Seguidores

sábado, 2 de marzo de 2013

La conversión, de vuelta a Dios.




                                 Pbro. Rigoberto Robles
 
La Cuaresma nos introduce en el ámbito de un reencuentro personal y colectivo del hombre consigo mismo y con Dios, con las verdades eternas y sobrenaturales y nos impulsa a la conversión y a la penitencia, principio y fin de su rehabilitación y condición para recuperar lo que con sus solas fuerzas no podría alcanzar: la amistad con Dios, su gracia y la vida sobrenatural, la única en la que puede el ser humano encontrar aquellas respuestas que le den sentido a su existencia. Este tiempo nos sitúa ante la imperiosa necesidad que tiene el hombre de iniciar el proceso de su conversión, único camino posible para lograr el equilibrio que lo conduce a la paz interior.
Lo que la llamada a la penitencia y a la reconciliación tiene de específico, es el llamado a procurar un cambio, una vuelta, una renuncia a posiciones estables, definitivas, inamovibles, que el hombre establece por razones de egoísmo, de comodidad o conveniencia, sin tener en cuenta a los demás, con sus necesidades y derechos, por ello prescindiendo de Dios, de su soberanía y voluntad, o adulterando la propia armonía de la naturaleza de la que el hombre es deudor.
La llamada a la conversión es una llamada a salir, a distanciarse y despegarse del propio “yo”, con sus intereses y pretensiones egoístas, para ponerse en un camino de acercamiento, en una actitud de diálogo, en una disposición de solidaridad hacia los demás.

Lo específico de la conversión
Es el bien que se busca desde la raíz misma del mal, que está en el corazón mismo del hombre, allí donde solamente puede entrar con libertad, con soberanía, cada uno dentro de sí mismo; allí donde se decide, por tanto, el bien, asumiendo sinceramente las propias responsabilidades. Se comienza por reconocer lo que hay de mal en la realidad y lo que uno tiene que ver con este mal, ya que no se puede curar una enfermedad que no es reconocida.

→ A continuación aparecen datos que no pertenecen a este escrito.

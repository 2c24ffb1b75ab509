use std::fmt;
use std::str::FromStr;

use serde::{Deserialize, Serialize};

use crate::error::Error;

/// Provider name used for models served by organization-registered endpoints.
pub const CUSTOM_PROVIDER: &str = "custom";

/// Built-in providers that carry an API key credential.
#[derive(Debug, Clone, Copy, PartialEq, Eq, Hash, Serialize, Deserialize)]
#[serde(rename_all = "lowercase")]
pub enum Provider {
    Anthropic,
    #[serde(rename = "openai")]
    OpenAi,
    Google,
}

impl Provider {
    pub const ALL: [Provider; 3] = [Provider::Anthropic, Provider::OpenAi, Provider::Google];

    #[must_use]
    pub const fn as_str(self) -> &'static str {
        match self {
            Provider::Anthropic => "anthropic",
            Provider::OpenAi => "openai",
            Provider::Google => "google",
        }
    }

    /// Name of the secret holding this provider's API key within a scope.
    #[must_use]
    pub fn secret_name(self) -> String {
        format!("{}_api_key", self.as_str())
    }

    pub fn parse(s: &str) -> Option<Provider> {
        match s {
            "anthropic" => Some(Provider::Anthropic),
            "openai" => Some(Provider::OpenAi),
            "google" => Some(Provider::Google),
            _ => None,
        }
    }
}

impl fmt::Display for Provider {
    fn fmt(&self, f: &mut fmt::Formatter<'_>) -> fmt::Result {
        f.write_str(self.as_str())
    }
}

impl FromStr for Provider {
    type Err = Error;

    fn from_str(s: &str) -> Result<Self, Self::Err> {
        Provider::parse(s).ok_or_else(|| {
            let valid: Vec<&str> = Provider::ALL.iter().map(|p| p.as_str()).collect();
            Error::BadRequest(format!(
                "invalid provider '{s}', must be one of: {}",
                valid.join(", ")
            ))
        })
    }
}

/// Scope a credential was found at, most specific first.
#[derive(Debug, Clone, Copy, PartialEq, Eq, Serialize, Deserialize)]
#[serde(rename_all = "lowercase")]
pub enum CredentialLevel {
    Team,
    Org,
    Environment,
}

impl CredentialLevel {
    #[must_use]
    pub const fn as_str(self) -> &'static str {
        match self {
            CredentialLevel::Team => "team",
            CredentialLevel::Org => "org",
            CredentialLevel::Environment => "environment",
        }
    }
}

impl fmt::Display for CredentialLevel {
    fn fmt(&self, f: &mut fmt::Formatter<'_>) -> fmt::Result {
        f.write_str(self.as_str())
    }
}

/// A resolved credential and where it came from.
#[derive(Clone, PartialEq, Eq)]
pub struct ResolvedCredential {
    pub value: String,
    pub level: CredentialLevel,
}

impl fmt::Debug for ResolvedCredential {
    fn fmt(&self, f: &mut fmt::Formatter<'_>) -> fmt::Result {
        f.debug_struct("ResolvedCredential")
            .field("value", &"<redacted>")
            .field("level", &self.level)
            .finish()
    }
}

/// Diagnostic view of where a provider's key is configured.
#[derive(Debug, Clone, PartialEq, Eq, Serialize, Deserialize)]
pub struct CredentialStatus {
    pub provider: Provider,
    pub configured: bool,
    pub level: Option<CredentialLevel>,
    pub has_team_override: bool,
    pub has_org_key: bool,
    pub has_env_fallback: bool,
}

#[cfg(test)]
mod tests {
    use super::*;

    #[test]
    fn test_provider_parse_roundtrip() {
        for provider in Provider::ALL {
            assert_eq!(provider.as_str().parse::<Provider>().unwrap(), provider);
        }
    }

    #[test]
    fn test_provider_parse_rejects_unknown() {
        assert!(matches!(
            "custom".parse::<Provider>(),
            Err(Error::BadRequest(_))
        ));
        assert!(Provider::parse("Anthropic").is_none());
    }

    #[test]
    fn test_secret_name() {
        assert_eq!(Provider::OpenAi.secret_name(), "openai_api_key");
    }

    #[test]
    fn test_serde_names() {
        assert_eq!(
            serde_json::to_string(&Provider::OpenAi).unwrap(),
            "\"openai\""
        );
        assert_eq!(
            serde_json::to_string(&CredentialLevel::Environment).unwrap(),
            "\"environment\""
        );
    }
}
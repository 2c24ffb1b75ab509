use chrono::{DateTime, Utc};
use serde::{Deserialize, Serialize};

use crate::catalog::CustomModel;

pub const DEFAULT_PROVIDER: &str = "anthropic";
pub const DEFAULT_MODEL: &str = "claude-sonnet-4-20250514";
pub const DEFAULT_TEMPERATURE: f64 = 0.7;
pub const DEFAULT_TOP_P: f64 = 1.0;

/// One encrypted, path-addressed secret row. `ciphertext` is a cipher token,
/// never plaintext.
#[derive(Clone, Serialize, Deserialize)]
pub struct EncryptedSecret {
    pub id: String,
    pub path: String,
    #[serde(skip_serializing)]
    pub ciphertext: String,
    pub created_at: DateTime<Utc>,
    pub updated_at: DateTime<Utc>,
}

impl std::fmt::Debug for EncryptedSecret {
    fn fmt(&self, f: &mut std::fmt::Formatter<'_>) -> std::fmt::Result {
        f.debug_struct("EncryptedSecret")
            .field("id", &self.id)
            .field("path", &self.path)
            .field("created_at", &self.created_at)
            .field("updated_at", &self.updated_at)
            .finish_non_exhaustive()
    }
}

#[derive(Debug, Clone, PartialEq, Serialize, Deserialize)]
pub struct OrganizationSettings {
    pub id: String,
    pub organization_id: String,

    pub provider: String,
    pub model: String,
    #[serde(skip_serializing_if = "Option::is_none")]
    pub model_display_name: Option<String>,
    pub temperature: f64,
    #[serde(skip_serializing_if = "Option::is_none")]
    pub max_tokens: Option<u32>,
    pub top_p: f64,

    pub fallback_enabled: bool,
    pub fallback_models: Vec<String>,

    pub allow_team_customization: bool,
    pub allow_user_customization: bool,
    pub allow_per_request_selection: bool,

    pub enabled_providers: Vec<String>,
    pub disabled_models: Vec<String>,

    pub created_at: DateTime<Utc>,
    pub updated_at: DateTime<Utc>,
}

impl OrganizationSettings {
    /// The row created on first access to an organization.
    #[must_use]
    pub fn with_defaults(organization_id: &str) -> Self {
        let now = Utc::now();
        Self {
            id: uuid::Uuid::new_v4().to_string(),
            organization_id: organization_id.to_string(),
            provider: DEFAULT_PROVIDER.to_string(),
            model: DEFAULT_MODEL.to_string(),
            model_display_name: None,
            temperature: DEFAULT_TEMPERATURE,
            max_tokens: None,
            top_p: DEFAULT_TOP_P,
            fallback_enabled: false,
            fallback_models: Vec::new(),
            allow_team_customization: true,
            allow_user_customization: true,
            allow_per_request_selection: true,
            enabled_providers: vec![
                "anthropic".to_string(),
                "openai".to_string(),
                "google".to_string(),
            ],
            disabled_models: Vec::new(),
            created_at: now,
            updated_at: now,
        }
    }
}

/// Team overrides. `None` means inherit from the organization.
#[derive(Debug, Clone, PartialEq, Serialize, Deserialize)]
pub struct TeamSettings {
    pub id: String,
    pub team_id: String,
    pub provider: Option<String>,
    pub model: Option<String>,
    pub temperature: Option<f64>,
    pub max_tokens: Option<u32>,
    pub allow_user_customization: bool,
    /// Merged with the organization's list, never subtracted from it.
    pub disabled_models: Vec<String>,
    pub created_at: DateTime<Utc>,
    pub updated_at: DateTime<Utc>,
}

impl TeamSettings {
    #[must_use]
    pub fn with_defaults(team_id: &str) -> Self {
        let now = Utc::now();
        Self {
            id: uuid::Uuid::new_v4().to_string(),
            team_id: team_id.to_string(),
            provider: None,
            model: None,
            temperature: None,
            max_tokens: None,
            allow_user_customization: true,
            disabled_models: Vec::new(),
            created_at: now,
            updated_at: now,
        }
    }
}

/// Personal preferences. `None` means inherit from organization/team.
#[derive(Debug, Clone, PartialEq, Serialize, Deserialize)]
pub struct UserSettings {
    pub id: String,
    pub user_id: String,
    pub preferred_provider: Option<String>,
    pub preferred_model: Option<String>,
    pub preferred_temperature: Option<f64>,
    pub created_at: DateTime<Utc>,
    pub updated_at: DateTime<Utc>,
}

impl UserSettings {
    #[must_use]
    pub fn with_defaults(user_id: &str) -> Self {
        let now = Utc::now();
        Self {
            id: uuid::Uuid::new_v4().to_string(),
            user_id: user_id.to_string(),
            preferred_provider: None,
            preferred_model: None,
            preferred_temperature: None,
            created_at: now,
            updated_at: now,
        }
    }
}

/// An OpenAI-compatible endpoint registered by an organization, optionally
/// scoped to one team. Its API key lives in the secret store, never here.
#[derive(Debug, Clone, PartialEq, Serialize, Deserialize)]
pub struct CustomProvider {
    pub id: String,
    pub organization_id: String,
    #[serde(skip_serializing_if = "Option::is_none")]
    pub team_id: Option<String>,
    pub name: String,
    pub provider_type: String,
    pub base_url: String,
    pub available_models: Vec<CustomModel>,
    pub is_enabled: bool,
    pub created_at: DateTime<Utc>,
    pub updated_at: DateTime<Utc>,
}

impl CustomProvider {
    #[must_use]
    pub fn serves_model(&self, model_id: &str) -> bool {
        self.available_models.iter().any(|m| m.id == model_id)
    }
}
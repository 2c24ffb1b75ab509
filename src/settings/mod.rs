//! Organization → team → user model settings.

mod custom;
mod hierarchy;
mod update;

pub use custom::{CustomProviderUpdate, NewCustomProvider};
pub use hierarchy::{SettingsHierarchy, merge_settings};
pub use update::{OrganizationSettingsUpdate, TeamSettingsUpdate, UserSettingsUpdate};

La conversión nos conduce a Jesús
¿Cómo el hombre de hoy reconoce esta realidad y la acepta, ayudándose a reconocerse pecador? La auténtica y profunda “realidad del pecado” se ha reconocido siempre desde la realidad del amor y de la misericordia divina. La conversión se produce cuando se descubre o se intuye que Dios viene a nuestro encuentro, acción de la gracia, que como una promesa nos hace intuir la mano extendida del Dios de la misericordia y del perdón. La conversión cristiana apunta y se dirige siempre a Jesucristo, nos lleva y nos conduce a Él.
No es el pecado lo que mueve al hombre a cambiar, sino la esperanza de encontrar en Cristo la salvación, ya que el sentimiento aislado del propio pecado sólo produce el desprecio de uno mismo y nos lleva a la desesperación. La conciencia cristiana del pecado depende de la fe en Jesucristo, ya que sentirse pecador en el contexto bíblico y cristiano significa humillarse y considerarse indigno ante la presencia de Jesús, ante la manifestación de su santidad y de su gracia: “Apártate de mí, que soy un pecador”.

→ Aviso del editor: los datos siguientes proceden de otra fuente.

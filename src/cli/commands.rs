use clap::Subcommand;

#[derive(Subcommand)]
pub enum CredentialCommands {
    /// Store a provider API key for an organization or team
    Set {
        /// Data directory for the database and config file
        #[arg(long, default_value = "./data")]
        data_dir: String,

        /// Provider: anthropic, openai, or google
        #[arg(long)]
        provider: String,

        /// Organization ID
        #[arg(long)]
        org: String,

        /// Team ID; stores a team-level override
        #[arg(long)]
        team: Option<String>,

        /// API key value
        #[arg(long, env = "MODELGATE_CREDENTIAL", hide_env_values = true)]
        value: String,
    },

    /// Remove a stored provider API key
    Delete {
        /// Data directory for the database and config file
        #[arg(long, default_value = "./data")]
        data_dir: String,

        /// Provider: anthropic, openai, or google
        #[arg(long)]
        provider: String,

        /// Organization ID
        #[arg(long)]
        org: String,

        /// Team ID; removes the team-level override
        #[arg(long)]
        team: Option<String>,
    },

    /// Show where each provider's key is configured
    Status {
        /// Data directory for the database and config file
        #[arg(long, default_value = "./data")]
        data_dir: String,

        /// Organization ID
        #[arg(long)]
        org: String,

        /// Team ID
        #[arg(long)]
        team: Option<String>,

        /// Limit to one provider
        #[arg(long)]
        provider: Option<String>,

        /// Output as JSON
        #[arg(long)]
        json: bool,
    },
}

#[derive(Subcommand)]
pub enum SecretCommands {
    /// Print the decrypted secret stored at a path
    Get {
        /// Data directory for the database and config file
        #[arg(long, default_value = "./data")]
        data_dir: String,

        /// Secret path, e.g. /organizations/{org}/mcp/mcp_server_{id}
        #[arg(long)]
        path: String,

        /// Output as JSON
        #[arg(long)]
        json: bool,
    },

    /// Encrypt and store a secret at a path
    Set {
        /// Data directory for the database and config file
        #[arg(long, default_value = "./data")]
        data_dir: String,

        /// Secret path
        #[arg(long)]
        path: String,

        /// Secret value
        #[arg(long, env = "MODELGATE_SECRET_VALUE", hide_env_values = true)]
        value: String,
    },

    /// Delete the secret stored at a path
    Delete {
        /// Data directory for the database and config file
        #[arg(long, default_value = "./data")]
        data_dir: String,

        /// Secret path
        #[arg(long)]
        path: String,
    },
}

#[derive(Subcommand)]
pub enum SettingsCommands {
    /// Show the effective settings for a user
    Effective {
        /// Data directory for the database and config file
        #[arg(long, default_value = "./data")]
        data_dir: String,

        /// User ID
        #[arg(long)]
        user: String,

        /// Organization ID
        #[arg(long)]
        org: String,

        /// Team ID
        #[arg(long)]
        team: Option<String>,

        /// Output as JSON
        #[arg(long)]
        json: bool,
    },

    /// Update organization defaults and permissions
    Org(OrgSettingsArgs),

    /// Update a team's overrides
    Team(TeamSettingsArgs),

    /// Update a user's preferences
    User(UserSettingsArgs),
}

#[derive(clap::Args)]
pub struct OrgSettingsArgs {
    /// Data directory for the database and config file
    #[arg(long, default_value = "./data")]
    pub data_dir: String,

    /// Organization ID
    #[arg(long)]
    pub org: String,

    #[arg(long)]
    pub provider: Option<String>,

    #[arg(long)]
    pub model: Option<String>,

    #[arg(long)]
    pub display_name: Option<String>,

    #[arg(long)]
    pub clear_display_name: bool,

    #[arg(long)]
    pub temperature: Option<f64>,

    #[arg(long)]
    pub max_tokens: Option<u32>,

    /// Use the provider's default output limit
    #[arg(long)]
    pub clear_max_tokens: bool,

    #[arg(long)]
    pub top_p: Option<f64>,

    #[arg(long)]
    pub fallback_enabled: Option<bool>,

    /// Comma-separated fallback model IDs
    #[arg(long, value_delimiter = ',')]
    pub fallback_models: Option<Vec<String>>,

    #[arg(long)]
    pub clear_fallback_models: bool,

    #[arg(long)]
    pub allow_team_customization: Option<bool>,

    #[arg(long)]
    pub allow_user_customization: Option<bool>,

    #[arg(long)]
    pub allow_per_request_selection: Option<bool>,

    /// Comma-separated provider names
    #[arg(long, value_delimiter = ',')]
    pub enabled_providers: Option<Vec<String>>,

    /// Comma-separated model IDs
    #[arg(long, value_delimiter = ',')]
    pub disabled_models: Option<Vec<String>>,

    #[arg(long)]
    pub clear_disabled_models: bool,

    /// Output as JSON
    #[arg(long)]
    pub json: bool,
}

#[derive(clap::Args)]
pub struct TeamSettingsArgs {
    /// Data directory for the database and config file
    #[arg(long, default_value = "./data")]
    pub data_dir: String,

    /// Organization ID the team belongs to
    #[arg(long)]
    pub org: String,

    /// Team ID
    #[arg(long)]
    pub team: String,

    #[arg(long)]
    pub provider: Option<String>,

    /// Inherit the provider from the organization
    #[arg(long)]
    pub clear_provider: bool,

    #[arg(long)]
    pub model: Option<String>,

    #[arg(long)]
    pub clear_model: bool,

    #[arg(long)]
    pub temperature: Option<f64>,

    #[arg(long)]
    pub clear_temperature: bool,

    #[arg(long)]
    pub max_tokens: Option<u32>,

    #[arg(long)]
    pub clear_max_tokens: bool,

    #[arg(long)]
    pub allow_user_customization: Option<bool>,

    /// Comma-separated model IDs, added to the organization's list
    #[arg(long, value_delimiter = ',')]
    pub disabled_models: Option<Vec<String>>,

    #[arg(long)]
    pub clear_disabled_models: bool,

    /// Output as JSON
    #[arg(long)]
    pub json: bool,
}

#[derive(clap::Args)]
pub struct UserSettingsArgs {
    /// Data directory for the database and config file
    #[arg(long, default_value = "./data")]
    pub data_dir: String,

    /// User ID
    #[arg(long)]
    pub user: String,

    #[arg(long)]
    pub provider: Option<String>,

    #[arg(long)]
    pub clear_provider: bool,

    #[arg(long)]
    pub model: Option<String>,

    #[arg(long)]
    pub clear_model: bool,

    #[arg(long)]
    pub temperature: Option<f64>,

    #[arg(long)]
    pub clear_temperature: bool,

    /// Output as JSON
    #[arg(long)]
    pub json: bool,
}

¿Penitencia o reconciliación?
Estos dos conceptos, que son claves para entender la realidad del Sacramento de la Penitencia, no deben ser contrapuestos, como si se tratara de poner fin al régimen de la “penitencia” para optar declaradamente por el de “reconciliación”. Es cierto que la expresión “Sacramento de la Reconciliación” concuerda más con la sensibilidad del hombre contemporáneo, y que la de “Sacramento de la Penitencia” podría evocar imágenes de una etapa ya superada; sin embargo, el hombre contemporáneo no es insensible a la idea de la recuperación del sentido de la vida, de la reconciliación consigo mismo o de cambio del proyecto vital.

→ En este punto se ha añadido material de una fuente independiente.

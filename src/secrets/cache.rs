use std::sync::Arc;
use std::sync::atomic::{AtomicU64, Ordering};
use std::time::{Duration, Instant};

use dashmap::DashMap;
use dashmap::mapref::entry::Entry;

use super::SecretStore;
use crate::error::Result;

struct CachedSecret {
    value: String,
    expires_at: Instant,
}

/// Read-through TTL cache over a [`SecretStore`].
///
/// Only present values are cached. Writes go to the store first and evict the
/// entry before returning, so a read that follows a write sees the new value.
pub struct SecretCache {
    secrets: Arc<SecretStore>,
    entries: DashMap<String, CachedSecret>,
    ttl: Duration,
    // Bumped on every write while holding the entry's shard lock. A read only
    // inserts under that same lock and only if the generation it started
    // with is still current.
    generation: AtomicU64,
}

impl SecretCache {
    pub fn new(secrets: Arc<SecretStore>, ttl: Duration) -> Self {
        Self {
            secrets,
            entries: DashMap::new(),
            ttl,
            generation: AtomicU64::new(0),
        }
    }

    #[must_use]
    pub fn secrets(&self) -> &SecretStore {
        &self.secrets
    }

    #[must_use]
    pub fn ttl(&self) -> Duration {
        self.ttl
    }

    pub fn get(&self, path: &str) -> Result<Option<String>> {
        let now = Instant::now();
        let cached = self
            .entries
            .get(path)
            .map(|entry| (entry.value.clone(), entry.expires_at));

        match cached {
            Some((value, expires_at)) if expires_at > now => {
                tracing::debug!("Secret cache hit for {path}");
                return Ok(Some(value));
            }
            Some(_) => {
                self.entries.remove_if(path, |_, entry| entry.expires_at <= now);
            }
            None => {}
        }

        tracing::debug!("Secret cache miss for {path}");
        let generation = self.generation.load(Ordering::Acquire);
        let value = self.secrets.get(path)?;

        if let Some(value) = &value {
            let entry = self.entries.entry(path.to_string());
            if self.generation.load(Ordering::Acquire) == generation {
                entry.insert(CachedSecret {
                    value: value.clone(),
                    expires_at: Instant::now() + self.ttl,
                });
            }
        }

        Ok(value)
    }

    pub fn set(&self, path: &str, value: &str) -> Result<()> {
        let result = self.secrets.set(path, value);
        self.invalidate(path);
        result
    }

    pub fn delete(&self, path: &str) -> Result<bool> {
        let result = self.secrets.delete(path);
        self.invalidate(path);
        result
    }

    pub fn invalidate(&self, path: &str) {
        let entry = self.entries.entry(path.to_string());
        self.generation.fetch_add(1, Ordering::AcqRel);
        if let Entry::Occupied(occupied) = entry {
            occupied.remove();
        }
    }

    pub fn clear(&self) {
        self.generation.fetch_add(1, Ordering::AcqRel);
        self.entries.clear();
    }

    #[must_use]
    pub fn len(&self) -> usize {
        self.entries.len()
    }

    #[must_use]
    pub fn is_empty(&self) -> bool {
        self.entries.is_empty()
    }
}

#[cfg(test)]
mod tests {
    use super::*;
    use crate::crypto::Cipher;
    use crate::store::{SqliteStore, Store};
    use tempfile::TempDir;

    fn test_cache(ttl: Duration) -> (TempDir, Arc<dyn Store>, SecretCache) {
        let temp = TempDir::new().unwrap();
        let store = SqliteStore::new(temp.path().join("test.db")).unwrap();
        store.initialize().unwrap();
        let store: Arc<dyn Store> = Arc::new(store);
        let cipher = Arc::new(Cipher::new("master").unwrap());
        let secrets = Arc::new(SecretStore::new(store.clone(), cipher));
        (temp, store, SecretCache::new(secrets, ttl))
    }

    #[test]
    fn test_get_populates_cache() {
        let (_temp, _store, cache) = test_cache(Duration::from_secs(300));
        cache.set("/organizations/o1/x", "v1").unwrap();
        assert!(cache.is_empty());

        assert_eq!(cache.get("/organizations/o1/x").unwrap().as_deref(), Some("v1"));
        assert_eq!(cache.len(), 1);
    }

    #[test]
    fn test_absent_is_not_cached() {
        let (_temp, _store, cache) = test_cache(Duration::from_secs(300));

        assert!(cache.get("/organizations/o1/x").unwrap().is_none());
        assert!(cache.is_empty());

        cache.secrets().set("/organizations/o1/x", "late").unwrap();
        assert_eq!(cache.get("/organizations/o1/x").unwrap().as_deref(), Some("late"));
    }

    #[test]
    fn test_set_evicts_stale_value() {
        let (_temp, _store, cache) = test_cache(Duration::from_secs(300));
        cache.set("/organizations/o1/x", "old").unwrap();
        assert_eq!(cache.get("/organizations/o1/x").unwrap().as_deref(), Some("old"));

        cache.set("/organizations/o1/x", "new").unwrap();
        assert_eq!(cache.get("/organizations/o1/x").unwrap().as_deref(), Some("new"));
    }

    #[test]
    fn test_delete_evicts() {
        let (_temp, _store, cache) = test_cache(Duration::from_secs(300));
        cache.set("/organizations/o1/x", "value").unwrap();
        cache.get("/organizations/o1/x").unwrap();

        assert!(cache.delete("/organizations/o1/x").unwrap());
        assert!(cache.get("/organizations/o1/x").unwrap().is_none());
        assert!(!cache.delete("/organizations/o1/x").unwrap());
    }

    #[test]
    fn test_cached_value_served_until_invalidated() {
        let (_temp, store, cache) = test_cache(Duration::from_secs(300));
        cache.set("/organizations/o1/x", "value").unwrap();
        cache.get("/organizations/o1/x").unwrap();

        // Removed behind the cache's back.
        store.delete_secret("/organizations/o1/x").unwrap();
        assert_eq!(cache.get("/organizations/o1/x").unwrap().as_deref(), Some("value"));

        cache.invalidate("/organizations/o1/x");
        assert!(cache.get("/organizations/o1/x").unwrap().is_none());
    }

    #[test]
    fn test_expired_entry_is_refetched() {
        let (_temp, store, cache) = test_cache(Duration::ZERO);
        cache.set("/organizations/o1/x", "value").unwrap();
        cache.get("/organizations/o1/x").unwrap();

        store.delete_secret("/organizations/o1/x").unwrap();
        assert!(cache.get("/organizations/o1/x").unwrap().is_none());
        assert!(cache.is_empty());
    }

    #[test]
    fn test_concurrent_readers_never_see_value_older_than_last_set() {
        use std::sync::atomic::AtomicBool;
        use std::thread;

        let (_temp, _store, cache) = test_cache(Duration::from_secs(300));
        let cache = Arc::new(cache);
        let path = "/organizations/o1/anthropic_api_key";
        cache.set(path, "0").unwrap();

        let done = Arc::new(AtomicBool::new(false));
        let readers: Vec<_> = (0..4)
            .map(|_| {
                let cache = cache.clone();
                let done = done.clone();
                thread::spawn(move || {
                    while !done.load(Ordering::Relaxed) {
                        cache.get(path).unwrap();
                    }
                })
            })
            .collect();

        for i in 1..=500 {
            let value = i.to_string();
            cache.set(path, &value).unwrap();
            assert_eq!(cache.get(path).unwrap().as_deref(), Some(value.as_str()));
        }

        done.store(true, Ordering::Relaxed);
        for reader in readers {
            reader.join().unwrap();
        }
    }

    #[test]
    fn test_clear() {
        let (_temp, _store, cache) = test_cache(Duration::from_secs(300));
        cache.set("/organizations/o1/a", "1").unwrap();
        cache.set("/organizations/o1/b", "2").unwrap();
        cache.get("/organizations/o1/a").unwrap();
        cache.get("/organizations/o1/b").unwrap();
        assert_eq!(cache.len(), 2);

        cache.clear();
        assert!(cache.is_empty());
    }
}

En el Sacramento de la Penitencia no hay reconciliación sin penitencia, al menos entendida esta última como exigencia de una realización posterior a la previa recepción de la absolución sacramental. Los términos reconciliación y penitencia se implican y se explican mutuamente. La reconciliación sin la penitencia no se conjugaría de manera adecuada con la libertad y la responsabilidad del hombre, pues el perdón sería acogido por un penitente, cuyo papel quedaría reducido al de un sujeto meramente pasivo. Los actos del penitente, siempre acompañados por la gracia sacramental, van regenerando de forma evolutiva al miembro doliente del Cuerpo del Señor, hasta integrarlo a plenitud en el flujo vital de la caridad eclesial. No puede haber plena integración eclesial si no hay plena curación.

Según lo expuesto, podemos decir que el Sacramento de la Penitencia implica no sólo una reconciliación con Dios y una reconciliación con la Iglesia, es también una reconciliación con uno mismo.